# What is the best hand tool for rounding edges and creating long sliding dovetails?



## tibi (6 Dec 2020)

Hello,

I would like to ask what is the most appropriate hand tool or a procedure with hand tools to round corners uniformly to get 2 - 3 mm radius (e.g. on table legs or tabletop edge)?






The second question is what hand tools can be used to create longer sliding dovetails ( e.g. 60 cm wide board that is dovetailed to the tabletop of the office desk like in the picture below). I cannot saw this width with a hand saw.





I would like to work with hand tools only and I do not want to buy a powered router to get those operations done due to the noise and dust. Is there any effective way how to do it with buying only a minimal number of additional handtools?

Thank you.


----------



## Ttrees (6 Dec 2020)

Here is a thread on the sliding dovetail, depending if its a stopped groove might suggest the use of that particular saw or the western equivalent for floor boards.








Cutting a groove at an angle with hand tools.


Recessed tenon? Of course, thats only bluff, you all know I know nothing about REAL woodworking =D> =D> :roll: 8) You've lost me there Bob, a tenon that somehow fits into the rest of the wood? No, don't get it. Could we have a drawing? And maybe a series of YouTube videos? :D :wink:




www.ukworkshop.co.uk




or


I'd use a plane for the round over, maybe followed by a custom beading scraper tool made from a throwaway hard point saw plate.

Tom


----------



## thetyreman (7 Dec 2020)

a handplane can be used to round off all corners and create bullnoses, simply draw on the curve you want, and plane away to your lines, it's quite simple, or just do it by eye.

For the sliding dovetails I would instead use a tapered housing joint but when it knocks all the way in it gets tighter, most of the time though I use a blind housing joint because it's easy and takes far less time to cut them, and if it's done right will never come apart once glued up.


----------



## heimlaga (7 Dec 2020)

The traditional way of cutting out the female part of sliding dovetails by hand is to use a special saw whose English name I cannot remember. It looks like this Kringla - gradsåg. I made mine from a blade from a Sandvik tenon saw fitted into a home made handle. Ulmia still make them and call them Grooving Saw in their catalogue.
You then use a chisel to remove the bulk of the waste and a router plane to smooth the bottom of the groove.
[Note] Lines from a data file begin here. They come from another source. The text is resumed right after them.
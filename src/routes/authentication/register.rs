use std::{error::Error, fmt::Debug};

use actix_web::{http::StatusCode, web, HttpResponse, ResponseError};
use anyhow::Context;
use secrecy::{ExposeSecret, SecretString};
use serde::Deserialize;
use thiserror::Error;
use uuid::Uuid;

use crate::{db_interaction::{insert_user, UserInsertError}, domain::{user_email::UserEmail, user_role::UserRole}, envelope::Envelope, models::User, password::compute_password_hash, telemetry::spawn_blocking_with_tracing, utils::{error_fmt_chain, get_pooled_connection, DbPool}};

#[derive(Deserialize, Debug)]
pub struct RegistrationForm{
    pub name: String,
    pub email: String,
    pub password: SecretString,
    pub role: Option<String>
}

#[derive(Error)]
pub enum RegisterError{
    #[error("{0}")]
    ValidationError(String),
    #[error("email is already registered")]
    EmailNotUnique(#[source] UserInsertError),
    #[error("unexpected error occured")]
    UnexpectedError(#[from] anyhow::Error)
}

impl Debug for RegisterError {
    fn fmt(&self, f: &mut std::fmt::Formatter<'_>) -> std::fmt::Result {
        write!(f, "{}", self)?;
        error_fmt_chain(f, &self.source())
    }
}

impl ResponseError for RegisterError {
    fn status_code(&self) -> StatusCode {
        match self {
            RegisterError::ValidationError(_) => StatusCode::BAD_REQUEST,
            RegisterError::EmailNotUnique(_) => StatusCode::CONFLICT,
            RegisterError::UnexpectedError(_) => StatusCode::INTERNAL_SERVER_ERROR
        }
    }

    fn error_response(&self) -> HttpResponse<actix_web::body::BoxBody> {
        HttpResponse::build(self.status_code()).json(Envelope::error(format!("{}", self)))
    }
}

#[tracing::instrument(
    "User registration started",
    skip(pool, form)
)]
pub async fn register(
    pool: web::Data<DbPool>,
    form: web::Json<RegistrationForm>
) -> Result<HttpResponse, RegisterError> {
    let form = form.into_inner();

    if form.name.trim().is_empty() {
        return Err(RegisterError::ValidationError("name is required".to_string()))
    }

    let email = UserEmail::parse(form.email)
        .map_err(RegisterError::ValidationError)?;

    let role = match form.role.as_deref() {
        None | Some("") => UserRole::Customer,
        Some(raw) => UserRole::parse(raw)
            .map_err(RegisterError::ValidationError)?
    };

    let password_hash = spawn_blocking_with_tracing(move || {
        compute_password_hash(form.password)
    })
    .await
    .context("Failed due to threadpool error")??;

    let user = User{
        id: Uuid::new_v4(),
        name: form.name,
        email: email.inner(),
        password: password_hash.expose_secret().to_string(),
        role: role.as_str().to_string()
    };

    let conn = get_pooled_connection(&pool)
        .await
        .context("Failed to get connection from pool")?;

    let record = insert_user(conn, user)
        .await
        .map_err(|e| {
            match e {
                UserInsertError::EmailNotUnique(_) => RegisterError::EmailNotUnique(e),
                UserInsertError::UnexpectedError(_) => RegisterError::UnexpectedError(e.into())
            }
        })?;

    Ok(HttpResponse::Created().json(Envelope::ok(record)))
}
For the male part you use a dovetail plane. ECE still make good wooden dovetail planes. Making one at home is not too difficult either.


----------



## Cabinetman (7 Dec 2020)

Hi Heimlaga, The only saw I can think of that does that is a Gents saw, it’s a tenon saw but with a different handle to allow you to cut down into the wood without the handle getting in the way. Ian


----------



## alexalexander (7 Dec 2020)

I've cut these using a carcase saw - really just a large tenon saw - with a block of wood cut at the correct angle as a guide, and then cleaning out the groove with a router plane and chisel. The dovetails were cut using the same saw.


----------



## Just4Fun (7 Dec 2020)

tibi said:


> I would like to ask what is the most appropriate hand tool or a procedure with hand tools to round corners uniformly to get 2 - 3 mm radius (e.g. on table legs or tabletop edge)?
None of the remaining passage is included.